▶ **Work instruction**:
Find the word "Existing" in the data, then copy each line where it is found.
------------------------------------
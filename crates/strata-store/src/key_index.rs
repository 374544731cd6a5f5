//! Context key registration
//!
//! Maps a derived context key to the id of the entity realized for it. The
//! check-then-create sequence runs while the key's shard is locked, so two
//! concurrent callers resolving the same key can never both create.

use dashmap::mapref::entry::Entry;
use dashmap::DashMap;
use std::hash::Hash;

/// Outcome of [`KeyIndex::get_or_try_insert_with`]
#[derive(Debug, Clone, PartialEq, Eq)]
pub enum Registration {
    /// A live entity was already registered under the key
    Existing(String),
    /// The entity was created and registered by this call
    Created(String),
}

impl Registration {
    /// Registered entity id
    #[inline]
    #[must_use]
    pub fn id(&self) -> &str {
        match self {
            Self::Existing(id) | Self::Created(id) => id,
        }
    }

    /// Whether the call created the entity
    #[inline]
    #[must_use]
    pub fn is_created(&self) -> bool {
        matches!(self, Self::Created(_))
    }
}

/// Concurrent key → entity id index
#[derive(Debug)]
pub struct KeyIndex<K: Eq + Hash> {
    entries: DashMap<K, String>,
}

impl<K: Eq + Hash + Clone> KeyIndex<K> {
    /// Create empty index
    #[inline]
    #[must_use]
    pub fn new() -> Self {
        Self {
            entries: DashMap::new(),
        }
    }

    /// Id registered under `key`, if any
    #[must_use]
    pub fn get(&self, key: &K) -> Option<String> {
        self.entries.get(key).map(|id| id.value().clone())
    }

    /// Resolve `key`, creating and registering the entity when absent.
    ///
    /// `is_live` is asked whether a registered id still refers to a stored
    /// entity; a stale registration is replaced as if the key were absent.
    /// When `create` fails nothing is registered.
    ///
    /// Must not be re-entered for the same index from inside `create`.
    ///
    /// # Errors
    /// Propagates the first error from `is_live` or `create`
    pub fn get_or_try_insert_with<Err>(
        &self,
        key: K,
        is_live: impl FnOnce(&str) -> Result<bool, Err>,
        create: impl FnOnce() -> Result<String, Err>,
    ) -> Result<Registration, Err> {
        match self.entries.entry(key) {
            Entry::Occupied(mut occupied) => {
                if is_live(occupied.get())? {
                    return Ok(Registration::Existing(occupied.get().clone()));
                }
                let id = create()?;
                occupied.insert(id.clone());
                Ok(Registration::Created(id))
            }
            Entry::Vacant(vacant) => {
                let id = create()?;
                vacant.insert(id.clone());
                Ok(Registration::Created(id))
            }
        }
    }

    /// Drop every key registered for `id`, returning how many were removed
    pub fn remove_id(&self, id: &str) -> usize {
        let before = self.entries.len();
        self.entries.retain(|_, registered| registered != id);
        before - self.entries.len()
    }

    /// Remove all registrations
    pub fn clear(&self) {
        self.entries.clear();
    }

    /// Number of registered keys
    #[inline]
    #[must_use]
    pub fn len(&self) -> usize {
        self.entries.len()
    }

    /// Check if index is empty
    #[inline]
    #[must_use]
    pub fn is_empty(&self) -> bool {
        self.entries.is_empty()
    }
}

impl<K: Eq + Hash + Clone> Default for KeyIndex<K> {
    fn default() -> Self {
        Self::new()
    }
}
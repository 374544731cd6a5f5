//! Pipeline entity

use crate::ids::{PipelineId, TaskId};
use crate::scope::{ContextKey, Scope};
use serde::{Deserialize, Serialize};
use strata_store::Entity;

/// Ordered task set with persistent subscribers
#[derive(Debug, Clone, PartialEq, Eq, Serialize, Deserialize)]
pub struct Pipeline {
    id: PipelineId,
    config_id: String,
    scope: Scope,
    owner_id: Option<String>,
    tasks: Vec<TaskId>,
    subscribers: Vec<String>,
    #[serde(default, skip_serializing_if = "Option::is_none")]
    context_key: Option<ContextKey>,
}

impl Pipeline {
    /// Create pipeline without tasks, `PIPELINE` scoped
    #[must_use]
    pub fn new(id: PipelineId, config_id: impl Into<String>) -> Self {
        Self {
            id,
            config_id: config_id.into(),
            scope: Scope::Pipeline,
            owner_id: None,
            tasks: Vec::new(),
            subscribers: Vec::new(),
            context_key: None,
        }
    }

    /// Set effective scope
    #[must_use]
    pub fn with_scope(mut self, scope: Scope) -> Self {
        self.scope = scope;
        self
    }

    /// Set owner
    #[must_use]
    pub fn with_owner(mut self, owner_id: Option<String>) -> Self {
        self.owner_id = owner_id;
        self
    }

    /// Set tasks
    #[must_use]
    pub fn with_tasks(mut self, tasks: Vec<TaskId>) -> Self {
        self.tasks = tasks;
        self
    }

    /// Add subscriber name, returning `false` if already present
    pub fn subscribe(&mut self, name: &str) -> bool {
        if self.subscribers.iter().any(|s| s == name) {
            return false;
        }
        self.subscribers.push(name.to_string());
        true
    }

    /// Remove subscriber name, returning whether it was present
    pub fn unsubscribe(&mut self, name: &str) -> bool {
        let before = self.subscribers.len();
        self.subscribers.retain(|s| s != name);
        self.subscribers.len() != before
    }

    /// Id
    #[inline]
    #[must_use]
    pub fn id(&self) -> &PipelineId {
        &self.id
    }

    /// Config id
    #[inline]
    #[must_use]
    pub fn config_id(&self) -> &str {
        &self.config_id
    }

    /// Effective scope
    #[inline]
    #[must_use]
    pub fn scope(&self) -> Scope {
        self.scope
    }

    /// Owning scenario or cycle id
    #[inline]
    #[must_use]
    pub fn owner_id(&self) -> Option<&str> {
        self.owner_id.as_deref()
    }

    /// Context key the entity was realized for
    #[inline]
    #[must_use]
    pub fn context_key(&self) -> Option<&ContextKey> {
        self.context_key.as_ref()
    }

    pub(crate) fn set_context_key(&mut self, key: ContextKey) {
        self.context_key = Some(key);
    }

    /// Task ids in config order
    #[inline]
    #[must_use]
    pub fn tasks(&self) -> &[TaskId] {
        &self.tasks
    }

    /// Subscriber names in subscription order
    #[inline]
    #[must_use]
    pub fn subscribers(&self) -> &[String] {
        &self.subscribers
    }
}

impl Entity for Pipeline {
    const KIND: &'static str = "pipeline";

    fn id(&self) -> &str {
        self.id.as_str()
    }

    fn config_id(&self) -> &str {
        &self.config_id
    }
}

#[cfg(test)]
mod tests {
    use super::*;

    #[test]
    fn subscribers_behave_as_a_set() {
        let mut pipeline = Pipeline::new(PipelineId::from("p"), "p");
        assert!(pipeline.subscribe("a"));
        assert!(!pipeline.subscribe("a"));
        assert!(pipeline.subscribe("b"));
        assert_eq!(pipeline.subscribers(), ["a", "b"]);

        assert!(pipeline.unsubscribe("a"));
        assert!(!pipeline.unsubscribe("a"));
        assert_eq!(pipeline.subscribers(), ["b"]);
    }
}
------------------------------------
▶ **Solution to this task**:
    Existing(String),
            Self::Existing(id) | Self::Created(id) => id,
                    return Ok(Registration::Existing(occupied.get().clone()));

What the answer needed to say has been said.